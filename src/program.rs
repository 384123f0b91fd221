use std::path::Path;

use crate::Chip8Error;

/// Raw program bytes, loaded verbatim at the program origin.
#[derive(Debug, Clone, PartialEq, Eq)]
pub struct Program {
    bytes: Vec<u8>,
}

impl Program {
    /// Reads a ROM image from disk. No header or format validation is done, an empty
    /// file is a valid (if short-lived) program.
    pub fn from_file(path: impl AsRef<Path>) -> Result<Self, Chip8Error> {
        let path = path.as_ref();
        let bytes = std::fs::read(path).map_err(|source| Chip8Error::RomRead {
            path: path.to_path_buf(),
            source,
        })?;

        Ok(Self { bytes })
    }

    pub fn bytes(&self) -> &[u8] {
        &self.bytes
    }

    pub fn len(&self) -> usize {
        self.bytes.len()
    }

    pub fn is_empty(&self) -> bool {
        self.bytes.is_empty()
    }
}

impl From<Vec<u8>> for Program {
    fn from(bytes: Vec<u8>) -> Self {
        Self { bytes }
    }
}

impl From<&[u8]> for Program {
    fn from(bytes: &[u8]) -> Self {
        Self {
            bytes: bytes.to_vec(),
        }
    }
}

#[cfg(test)]
mod tests {
    use super::*;

    #[test]
    fn missing_file_is_a_read_error() {
        let err = Program::from_file("/definitely/not/a/rom.ch8").unwrap_err();
        assert!(matches!(err, Chip8Error::RomRead { .. }));
    }

    #[test]
    fn reads_file_verbatim() {
        let path = std::env::temp_dir().join(format!("chip8-vm-rom-{}.ch8", std::process::id()));
        std::fs::write(&path, [0x00, 0xE0, 0x12, 0x00]).unwrap();

        let program = Program::from_file(&path).unwrap();
        std::fs::remove_file(&path).unwrap();

        assert_eq!(program.len(), 4);
        assert_eq!(program.bytes(), &[0x00, 0xE0, 0x12, 0x00]);
    }

    #[test]
    fn empty_file_loads_and_halts_the_vm() {
        use std::sync::Arc;

        use crate::{Chip8, Chip8Config, Chip8Runner, FrameBuffer, Keyboard};

        let path = std::env::temp_dir().join(format!("chip8-vm-empty-{}.ch8", std::process::id()));
        std::fs::write(&path, b"").unwrap();

        let program = Program::from_file(&path).unwrap();
        std::fs::remove_file(&path).unwrap();
        assert!(program.is_empty());

        let mut chip8 = Chip8::new(
            &Chip8Config::default(),
            Arc::new(FrameBuffer::new()),
            Arc::new(Keyboard::new()),
        );
        chip8.load(&program);

        let summary = Chip8Runner::new(chip8, 5000).unwrap().start().unwrap();
        assert!(summary.halted);
        assert_eq!(summary.cycles, 5);
    }
}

....

[Instructions to follow]:
Determine how many of the lines above hold the word "FrameBuffer", and output that number by itself.

[Exercise solution]:
2